BEGIN
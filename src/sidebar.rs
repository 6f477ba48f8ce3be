//! The shared sidebar model: a fixed ordered list of navigation links plus an
//! auth-conditional tail (login link, or welcome text with profile/logout).
//! Rendering clients fetch this per interaction and draw it as-is.

use axum::{
    extract::{Query, State},
    routing::get,
    Json, Router,
};
use lazy_static::lazy_static;
use serde::{Deserialize, Serialize};
use tracing::instrument;

use crate::error::AppError;
use crate::session::{AuthState, SessionToken};
use crate::state::AppState;

struct NavEntry {
    path: &'static str,
    label: &'static str,
    icon: Option<&'static str>,
}

lazy_static! {
    static ref NAV_ITEMS: Vec<NavEntry> = vec![
        NavEntry { path: "/", label: "🏠 Home", icon: Some("🏠") },
        NavEntry { path: "/about", label: "ℹ️ About Me", icon: None },
        NavEntry { path: "/recipes", label: "📊 My Recipes", icon: None },
        NavEntry { path: "/chatbot", label: "🤖 Chat Bot", icon: None },
        NavEntry { path: "/post-meal", label: "📝 Share Your Meal", icon: None },
    ];
}

#[derive(Debug, Clone, Serialize, PartialEq)]
pub struct SidebarLink {
    pub path: String,
    pub label: String,
    #[serde(skip_serializing_if = "Option::is_none")]
    pub icon: Option<String>,
    pub active: bool,
}

#[derive(Debug, Serialize, PartialEq)]
#[serde(tag = "state", rename_all = "snake_case")]
pub enum AuthSegment {
    LoggedOut {
        login: SidebarLink,
    },
    LoggedIn {
        welcome: String,
        profile: SidebarLink,
        logout_action: String,
    },
}

#[derive(Debug, Serialize)]
pub struct Sidebar {
    pub title: String,
    pub entries: Vec<SidebarLink>,
    pub auth: AuthSegment,
}

fn link(path: &str, label: &str, active_page: Option<&str>) -> SidebarLink {
    SidebarLink {
        path: path.to_string(),
        label: label.to_string(),
        icon: None,
        active: active_page == Some(path),
    }
}

/// Pure function of the session's auth state and the requested active page.
pub fn build_sidebar(auth: &AuthState, active_page: Option<&str>) -> Sidebar {
    let entries = NAV_ITEMS
        .iter()
        .map(|item| SidebarLink {
            path: item.path.to_string(),
            label: item.label.to_string(),
            icon: item.icon.map(str::to_string),
            active: active_page == Some(item.path),
        })
        .collect();

    let auth_segment = if auth.authenticated {
        AuthSegment::LoggedIn {
            welcome: format!("Welcome, {}", auth.username.as_deref().unwrap_or("friend")),
            profile: link("/profile", "👤 My Profile", active_page),
            logout_action: "/api/v1/auth/logout".to_string(),
        }
    } else {
        AuthSegment::LoggedOut {
            login: link("/auth", "👤 Login/Register", active_page),
        }
    };

    Sidebar {
        title: "Navigation".to_string(),
        entries,
        auth: auth_segment,
    }
}

#[derive(Debug, Deserialize)]
struct SidebarQuery {
    active: Option<String>,
}

pub fn router() -> Router<AppState> {
    Router::new().route("/sidebar", get(get_sidebar))
}

#[instrument(skip(state))]
async fn get_sidebar(
    State(state): State<AppState>,
    SessionToken(token): SessionToken,
    Query(q): Query<SidebarQuery>,
) -> Result<Json<Sidebar>, AppError> {
    let auth = state.sessions.with(token, |s| s.auth.clone())?;
    Ok(Json(build_sidebar(&auth, q.active.as_deref())))
}

#[cfg(test)]
mod tests {
    use super::*;
    use uuid::Uuid;

    #[test]
    fn logged_out_sidebar_offers_login() {
        let sidebar = build_sidebar(&AuthState::default(), None);
        assert_eq!(sidebar.title, "Navigation");
        assert_eq!(sidebar.entries.len(), 5);
        match sidebar.auth {
            AuthSegment::LoggedOut { login } => assert_eq!(login.path, "/auth"),
            AuthSegment::LoggedIn { .. } => panic!("expected logged-out segment"),
        }
    }

    #[test]
    fn logged_in_sidebar_greets_the_user() {
        let auth = AuthState {
            authenticated: true,
            username: Some("fitness_user".into()),
            user_id: Some(Uuid::new_v4()),
        };
        let sidebar = build_sidebar(&auth, None);
        match sidebar.auth {
            AuthSegment::LoggedIn {
                welcome, profile, ..
            } => {
                assert_eq!(welcome, "Welcome, fitness_user");
                assert_eq!(profile.path, "/profile");
            }
            AuthSegment::LoggedOut { .. } => panic!("expected logged-in segment"),
        }
    }

    #[test]
    fn entries_keep_their_order() {
        let sidebar = build_sidebar(&AuthState::default(), None);
        let paths: Vec<&str> = sidebar.entries.iter().map(|e| e.path.as_str()).collect();
        assert_eq!(paths, vec!["/", "/about", "/recipes", "/chatbot", "/post-meal"]);
    }

    #[test]
    fn exactly_the_requested_page_is_active() {
        let sidebar = build_sidebar(&AuthState::default(), Some("/recipes"));
        let active: Vec<&str> = sidebar
            .entries
            .iter()
            .filter(|e| e.active)
            .map(|e| e.path.as_str())
            .collect();
        assert_eq!(active, vec!["/recipes"]);
    }
}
END
- REQUIRED WORK -
For the material above, state the number of lines that include the word "AuthSegment". Leave out everything else.

- OUTPUT BELOW -
8